§ YOUR TASK
All that is wanted is a word-for-word copy of the data from its first line to the line containing "upsample, derived once", both included.
───── THE RECORDS ─────
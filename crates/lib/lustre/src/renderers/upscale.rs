//! Edge-aware upscale of the denoised reflection radiance and the additive
//! composite into the caller's color target. This is the one point where
//! the reflection pipeline rejoins the main color buffer; every internal
//! ping-pong is retired by the time it runs.

use lustre_backend::{
    ash::vk,
    vulkan::{buffer::Buffer, image::*},
};
use lustre_rg::{self as rg, SimpleRenderPass};

use crate::config::{ReflectionsConfig, UpscaleMode};

use super::{reflections::INDIRECT_ARGS_APPLY_OFFSET, GbufferDepth};

/// Filter constants for the edge-adaptive spatial upsample, derived once
/// per frame from the viewport/input/output dimensions.
#[derive(Debug, Clone, Copy, PartialEq, Eq)]
#[repr(C)]
pub struct EasuConstants {
    pub con0: [u32; 4],
    pub con1: [u32; 4],
    pub con2: [u32; 4],
    pub con3: [u32; 4],
}

pub fn easu_constants(
    input_viewport: [u32; 2],
    input_size: [u32; 2],
    output_size: [u32; 2],
) -> EasuConstants {
    let [vw, vh] = input_viewport.map(|v| v as f32);
    let [iw, ih] = input_size.map(|v| v as f32);
    let [ow, oh] = output_size.map(|v| v as f32);

    EasuConstants {
        // Output pixel to input pixel scale and offset.
        con0: [
            (vw / ow).to_bits(),
            (vh / oh).to_bits(),
            (0.5 * vw / ow - 0.5).to_bits(),
            (0.5 * vh / oh - 0.5).to_bits(),
        ],
        // Texel size and the first ring of gather offsets.
        con1: [
            (1.0 / iw).to_bits(),
            (1.0 / ih).to_bits(),
            (1.0 / iw).to_bits(),
            (-1.0 / ih).to_bits(),
        ],
        con2: [
            (-1.0 / iw).to_bits(),
            (2.0 / ih).to_bits(),
            (1.0 / iw).to_bits(),
            (2.0 / ih).to_bits(),
        ],
        con3: [0f32.to_bits(), (4.0 / ih).to_bits(), 0, 0],
    }
}

/// Additively composites the reflection contribution into `output_tex`.
#[allow(clippy::too_many_arguments)]
pub fn upscale_and_composite(
    rg: &mut rg::RenderGraph,
    config: &ReflectionsConfig,
    gbuffer_depth: &GbufferDepth,
    radiance_tex: &rg::Handle<Image>,
    indirect_args: &rg::Handle<Buffer>,
    output_tex: &mut rg::Handle<Image>,
    reflection_extent: [u32; 2],
) {
    let output_extent = output_tex.desc().extent_2d();
    let needs_upscale = reflection_extent != output_extent;

    let use_easu = needs_upscale
        && matches!(
            config.upscale_mode,
            UpscaleMode::Fsr | UpscaleMode::FsrWithEdgeCorrection
        );

    if use_easu {
        let constants = easu_constants(reflection_extent, reflection_extent, output_extent);

        // Edge correction consults roughness so rough (already blurry)
        // reflections are not over-sharpened.
        SimpleRenderPass::new_compute(
            rg.add_pass("upscale apply reflections"),
            "upscale/easu_apply.spv",
        )
        .read(radiance_tex)
        .read(&gbuffer_depth.specular_roughness)
        .write(output_tex)
        .constants((
            constants,
            config.upscale_mode as u32,
            config.fsr_roughness_threshold,
        ))
        .dispatch([output_extent[0], output_extent[1], 1]);
    } else {
        // Same-resolution (or point/bilinear) path touches only the
        // classified tiles.
        SimpleRenderPass::new_compute(rg.add_pass("apply reflections"), "upscale/apply.spv")
            .read(radiance_tex)
            .read(&gbuffer_depth.specular_roughness)
            .write(output_tex)
            .constants((config.upscale_mode as u32, config.kernel_flags()))
            .dispatch_indirect(indirect_args, INDIRECT_ARGS_APPLY_OFFSET);
    }
}

#[cfg(test)]
mod tests {
    use super::*;

    #[test]
    fn easu_scale_matches_resolution_ratio() {
        let constants = easu_constants([960, 540], [960, 540], [1920, 1080]);

        assert_eq!(f32::from_bits(constants.con0[0]), 0.5);
        assert_eq!(f32::from_bits(constants.con0[1]), 0.5);
        // Half-texel centering offset.
        assert_eq!(f32::from_bits(constants.con0[2]), -0.25);

        assert_eq!(f32::from_bits(constants.con1[0]), 1.0 / 960.0);
        assert_eq!(f32::from_bits(constants.con1[3]), -1.0 / 540.0);
        assert_eq!(f32::from_bits(constants.con2[1]), 2.0 / 540.0);
        assert_eq!(constants.con3[2], 0);
        assert_eq!(constants.con3[3], 0);
    }

    #[test]
    fn identity_upscale_has_unit_scale() {
        let constants = easu_constants([640, 480], [640, 480], [640, 480]);
        assert_eq!(f32::from_bits(constants.con0[0]), 1.0);
        assert_eq!(f32::from_bits(constants.con0[2]), 0.0);
    }
}
use super::instance::Instance;
use anyhow::Result;
use ash::vk;
use std::{ffi::CStr, sync::Arc};

#[derive(Copy, Clone)]
pub struct QueueFamily {
    pub index: u32,
    pub properties: vk::QueueFamilyProperties,
}

pub struct PhysicalDevice {
    pub instance: Arc<Instance>,
    pub raw: vk::PhysicalDevice,
    pub(crate) queue_families: Vec<QueueFamily>,
    pub properties: vk::PhysicalDeviceProperties,
    pub memory_properties: vk::PhysicalDeviceMemoryProperties,
}

impl PhysicalDevice {
    pub fn name(&self) -> String {
        unsafe { CStr::from_ptr(self.properties.device_name.as_ptr()) }
            .to_string_lossy()
            .into_owned()
    }

    /// The family every dispatch, transfer, and acceleration structure
    /// build is submitted to. A single compute-capable queue carries the
    /// whole frame.
    pub(crate) fn compute_queue_family(&self) -> Option<QueueFamily> {
        self.queue_families
            .iter()
            .find(|family| {
                family
                    .properties
                    .queue_flags
                    .contains(vk::QueueFlags::COMPUTE)
            })
            .copied()
    }
}

impl std::fmt::Debug for PhysicalDevice {
    fn fmt(&self, f: &mut std::fmt::Formatter<'_>) -> std::fmt::Result {
        f.debug_struct("PhysicalDevice")
            .field("name", &self.name())
            .field("device_type", &self.properties.device_type)
            .finish()
    }
}

pub fn enumerate_physical_devices(instance: &Arc<Instance>) -> Result<Vec<PhysicalDevice>> {
    let raw_devices = unsafe { instance.raw.enumerate_physical_devices()? };

    Ok(raw_devices
        .into_iter()
        .map(|raw| {
            let queue_families = unsafe {
                instance
                    .raw
                    .get_physical_device_queue_family_properties(raw)
            }
            .into_iter()
            .enumerate()
            .map(|(index, properties)| QueueFamily {
                index: index as _,
                properties,
            })
            .collect();

            PhysicalDevice {
                instance: instance.clone(),
                properties: unsafe { instance.raw.get_physical_device_properties(raw) },
                memory_properties: unsafe {
                    instance.raw.get_physical_device_memory_properties(raw)
                },
                raw,
                queue_families,
            }
        })
        .collect())
}
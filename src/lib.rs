//! cmlstat - Generate CML workload and resource usage reports
//!
//! This library provides functionality to:
//! - Fetch workload usage and resource time series from the CML usage API
//! - Normalize raw usage records into validated rows
//! - Summarize usage by user, project, workload type and status
//! - Export the results as CSV tables plus a JSON metadata document
//!
//! # Examples
//!
//! ```no_run
//! use cmlstat::report::run_workload_report;
//! use cmlstat_client::CmlClient;
//! use cmlstat_core::{ReportConfig, ReportWindow};
//! use cmlstat_core::timezone::TimezoneConfig;
//!
//! #[tokio::main]
//! async fn main() -> cmlstat_core::Result<()> {
//!     let config = ReportConfig::load(None)?;
//!     config.validate()?;
//!
//!     let client = CmlClient::new(&config.api)?;
//!     let window = ReportWindow::month(2024, 7, &TimezoneConfig::utc())?;
//!     let report = run_workload_report(&client, &config, &window).await?;
//!
//!     println!("{} rows, {} skipped", report.rows, report.skipped_records);
//!     Ok(())
//! }
//! ```

pub mod aggregation;
pub mod cli;
pub mod export;
pub mod normalizer;
pub mod report;
pub mod timeseries;

// Re-export commonly used types
pub use cmlstat_core::{CmlstatError, Result};

/// Library version
pub const VERSION: &str = env!("CARGO_PKG_VERSION");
─────
§ THE ANSWER
filename crates/lib/lustre/src/renderers/upscale.rs
//! Edge-aware upscale of the denoised reflection radiance and the additive
//! composite into the caller's color target. This is the one point where
//! the reflection pipeline rejoins the main color buffer; every internal
//! ping-pong is retired by the time it runs.

use lustre_backend::{
    ash::vk,
    vulkan::{buffer::Buffer, image::*},
};
use lustre_rg::{self as rg, SimpleRenderPass};

use crate::config::{ReflectionsConfig, UpscaleMode};

use super::{reflections::INDIRECT_ARGS_APPLY_OFFSET, GbufferDepth};

/// Filter constants for the edge-adaptive spatial upsample, derived once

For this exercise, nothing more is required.